Avrà i suoi anni, ma Silvio Berlusconi non è uno che si arrenda tanto facilmente. Anzi, non si arrende mai. E adesso sta lanciando segnali chiarissimi: questo governo Lega-grillini non s’ha da fare. Racconta di avere consigliato a Salvini, nell’ultima telefonata, di tornarsene a casa. E in giro dice che è preoccupato per il giustizialismo contenuto nel programma di governo.

In pratica si tratta di un assist al presidente Mattarella perché lunedì mandi a casa Bibi e Bibò.

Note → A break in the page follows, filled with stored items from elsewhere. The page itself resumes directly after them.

//! Fit-or-append placement: where a new or relocated record lands.

use std::io::{self, Seek, SeekFrom};

use crate::stream::ByteStream;

use super::slot::{is_tombstone, read_slot};

/// Where `offset_to_fit` decided a record of a given size should land.
#[derive(Debug, Clone, Copy, PartialEq, Eq)]
pub(crate) enum Placement {
    /// Reuse an existing tombstone slot at this offset; its payload is at
    /// least as large as the record being placed.
    Fit(u64),
    /// No tombstone was large enough; place the record at end-of-stream.
    Append,
}

/// Scans the stream from the start for the first tombstone slot whose
/// payload (slot length minus its terminating newline) is at least
/// `needed` bytes. Falls back to end-of-stream placement if none fits.
pub(crate) fn offset_to_fit(stream: &mut dyn ByteStream, needed: usize) -> io::Result<Placement> {
    stream.seek(SeekFrom::Start(0))?;
    let mut offset: u64 = 0;
    loop {
        let current = offset;
        match read_slot(stream)? {
            None => return Ok(Placement::Append),
            Some(slot) => {
                offset += slot.len() as u64;
                let payload_len = slot.len() - 1;
                if is_tombstone(&slot) && payload_len >= needed {
                    return Ok(Placement::Fit(current));
                }
            }
        }
    }
}
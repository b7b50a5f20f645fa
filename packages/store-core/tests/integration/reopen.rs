use ntest::timeout;
use serde_json::json;
use store_core::{Database, StoreConfig};
use tempfile::tempdir;

#[test]
#[timeout(5000)]
fn reopening_the_store_finds_existing_tables() {
    let dir = tempdir().unwrap();
    let config = StoreConfig::new(dir.path());

    {
        let db = Database::open(config.clone()).unwrap();
        db.create_table("accounts").unwrap();
        db.insert("accounts", json!({"name": "ada"})).unwrap();
        db.insert("accounts", json!({"name": "grace"})).unwrap();
        db.close().unwrap();
    }

    let db = Database::open(config).unwrap();
    assert!(db.table_exists("accounts").unwrap());
    let mut ids = db.ids("accounts").unwrap();
    ids.sort_unstable();
    assert_eq!(ids, vec![1, 2]);
    assert_eq!(db.get("accounts", 1).unwrap()["name"], "ada");
}

#[test]
#[timeout(5000)]
fn reopen_preserves_tombstones_and_refuses_stale_ids() {
    let dir = tempdir().unwrap();
    let config = StoreConfig::new(dir.path());

    {
        let db = Database::open(config.clone()).unwrap();
        db.create_table("accounts").unwrap();
        let id = db.insert("accounts", json!({"name": "ada"})).unwrap();
        db.delete("accounts", id).unwrap();
        db.close().unwrap();
    }

    let db = Database::open(config).unwrap();
    assert!(db.get("accounts", 1).is_err());
    assert!(db.ids("accounts").unwrap().is_empty());

    let id = db.insert("accounts", json!({"name": "bob"})).unwrap();
    assert_eq!(db.get("accounts", id).unwrap()["name"], "bob");
}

Se questo dovesse succedere, certo il Cavaliere non scenderà in piazza per protestare contro il voto tradito. Anzi, festeggerà.

Da altre fonti si apprende che domani, all’assemblea del Pd, anche Renzi dovrebbe riprendere in mano l’iniziativa. Si annuncia un intervento durissimo. Insomma, i nemici giurati dei grillini si stanno risvegliando. Il primo obiettivo è ottenere che Mattarella lunedì non incarichi un grillino per palazzo Chigi. Poi, riportare a casa Salvini e magari farlo un po’ rinsavire.

Dopo di che tutti i giochi sono aperti. L’esito più desiderabile sarebbe la costruzione, finalmente, di un fronte europeista e anti-populista con chiunque ci voglia stare. Ma, forse, i tempi non sono ancora maturi per un’operazione così ambiziosa. Però il vento va in quella direzione.